East Bladen is 13-0 in the Three Rivers Conference, three games up in the loss column on West Bladen and St. Pauls with just five to go. The Lady Eagles are 18-1 overall, having won 10 straight since a loss to begin the Leon Brogdon Holiday Basketball Tournament at Wilmington Hoggard in December.
Moore-Peterson made four of her seven 3-pointers in a torrid fourth-quarter stretch. She scored 16 points after intermission.
Junior Patience Ward scored twice in transition in the fourth quarter and freshman Maya McDonald gave a defensive spark off the bench throughout. Senior Anna Kate White took a gutsy charge, senior Erica McKoy found holes to create plays and senior Ashley Hardin anchored the back of the defense and rebounded well. Sophomore Katie Evans was into the rotation early and often with solid perimeter play.

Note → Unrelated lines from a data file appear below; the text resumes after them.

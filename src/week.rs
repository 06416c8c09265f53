use crate::calendar;
use crate::day::{DayEntry, DayName, MealField};
use chrono::NaiveDate;
use serde::{Deserialize, Deserializer, Serialize, Serializer};
use std::collections::BTreeMap;

/// Seven day entries keyed by the Monday that starts the week.
///
/// The slot array is fixed-size so a schedule can never be missing a day,
/// and the constructor normalizes whatever date it is given to its Monday.
#[derive(Debug, Clone, PartialEq, Eq)]
pub struct WeekSchedule {
    week_start: NaiveDate,
    days: [DayEntry; 7],
}

impl WeekSchedule {
    pub fn empty(date: NaiveDate) -> Self {
        Self {
            week_start: calendar::week_start_of(date),
            days: Default::default(),
        }
    }

    pub fn week_start(&self) -> NaiveDate {
        self.week_start
    }

    pub fn key(&self) -> String {
        calendar::week_key(self.week_start)
    }

    pub fn day(&self, day: DayName) -> &DayEntry {
        &self.days[day.index()]
    }

    pub fn day_mut(&mut self, day: DayName) -> &mut DayEntry {
        &mut self.days[day.index()]
    }

    pub fn set_day(&mut self, day: DayName, entry: DayEntry) {
        self.days[day.index()] = entry;
    }

    pub fn get(&self, day: DayName, field: MealField) -> &str {
        self.day(day).get(field)
    }

    pub fn set(&mut self, day: DayName, field: MealField, value: impl Into<String>) {
        self.day_mut(day).set(field, value);
    }

    /// Days in Monday→Sunday order.
    pub fn iter(&self) -> impl Iterator<Item = (DayName, &DayEntry)> {
        DayName::ALL.into_iter().zip(self.days.iter())
    }

    pub fn is_blank(&self) -> bool {
        self.days.iter().all(DayEntry::is_blank)
    }

    pub fn filled_days(&self) -> usize {
        self.days.iter().filter(|entry| !entry.is_blank()).count()
    }
}

#[derive(Serialize, Deserialize)]
struct WeekSnapshot {
    week_start: NaiveDate,
    #[serde(default)]
    days: BTreeMap<DayName, DayEntry>,
}

impl Serialize for WeekSchedule {
    fn serialize<S: Serializer>(&self, serializer: S) -> Result<S::Ok, S::Error> {
        let snapshot = WeekSnapshot {
            week_start: self.week_start,
            days: self
                .iter()
                .map(|(day, entry)| (day, entry.clone()))
                .collect(),
        };
        snapshot.serialize(serializer)
    }
}

impl<'de> Deserialize<'de> for WeekSchedule {
    /// Missing days come back empty; the key is re-normalized to its Monday.
    fn deserialize<D: Deserializer<'de>>(deserializer: D) -> Result<Self, D::Error> {
        let snapshot = WeekSnapshot::deserialize(deserializer)?;
        let mut schedule = WeekSchedule::empty(snapshot.week_start);
        for (day, entry) in snapshot.days {
            schedule.set_day(day, entry);
        }
        Ok(schedule)
    }
}
//! Reference texts shown next to the form.

pub struct Note {
    pub title: &'static str,
    pub content: &'static str,
}

pub const IMPORTANT_NOTES: &[Note] = &[
    Note {
        title: "Allaitement",
        content: "5-6 tétées par jour à la demande, terminer par la tétée si elle complète un repas solide",
    },
    Note {
        title: "Légumes",
        content: "Cuits sans sel, avec 1 c.à.c d'huile végétale (colza, noix, olive) ou beurre",
    },
    Note {
        title: "Viandes/poissons",
        content: "10g (2 c.à.c), éviter abats et charcuterie (sauf jambon cuit découenné)",
    },
    Note {
        title: "Fruits",
        content: "Bien mûrs, crus ou cuits, sans sucre ajouté",
    },
];

pub const RECOMMENDATIONS: &[Note] = &[
    Note {
        title: "Respect de l'appétit",
        content: "Ne jamais forcer à terminer le biberon, l'appétit varie d'un jour à l'autre.",
    },
    Note {
        title: "Variété alimentaire",
        content: "Un seul légume et un seul fruit par jour, en changeant chaque jour.",
    },
    Note {
        title: "Persévérance",
        content: "Un aliment refusé se propose de nouveau un autre jour, sans forcer.",
    },
    Note {
        title: "Quantités",
        content: "Viande/poisson : 10g. La pomme de terre sert de liant pour les légumes fluides.",
    },
];

pub const FORBIDDEN_VEGETABLES: &[&str] = &[
    "Choux",
    "Raves",
    "Navets",
    "Oignons",
    "Vert de poireaux",
    "Céleris",
    "Persil",
    "Salsifis",
    "Cardons",
    "Artichauts",
    "Fenouil",
    "Poivrons",
    "Aubergines",
];

pub const FORBIDDEN_PROTEINS: &[&str] = &[
    "Abats",
    "Charcuterie (sauf jambon cuit découenné)",
    "Poissons : anguille, barbeau, brême, carpe, silure, espadon, marlin, siki, requin, lamproie",
];

pub const OTHER_RESTRICTIONS: &[&str] = &[
    "Œuf peu cuit (attendre 1 an)",
    "Sucre ajouté dans les fruits",
    "Sel dans la préparation des légumes",
    "Jus de fruits (non indispensables)",
];

/// First vegetable to avoid that `text` mentions, case-insensitively.
pub fn mentions_forbidden(text: &str) -> Option<&'static str> {
    let lowered = text.to_lowercase();
    FORBIDDEN_VEGETABLES
        .iter()
        .copied()
        .find(|food| lowered.contains(&food.to_lowercase()))
}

Red Springs fell to 6-7 in the conference and 7-11 overall.
Ward, in assessing how the game played out, gave a shake of her head.
“I don’t think any other team could have held their composure,” she said.
It was that tough, in particular one no-call of a textbook example of taunting.
“My kids fought through adversity,” Evers said. “But it’s a huge, huge night for our program.”
She paused and reflected for a second, adding, “I still remember the former players and the numbers they wore.”
No. 500 will be long-savored as well.

Patty Evers directs the Lady Eagles on Friday night during a 54-20 win at Red Springs. The triumph was the 500th in her coaching career.

Ja’Tyra Moore-Peterson pulls up in front of the 3-point line for one of her seven triples, part of a 25-point outing that helped East Bladen turn back Red Springs 54-20 on Friday night.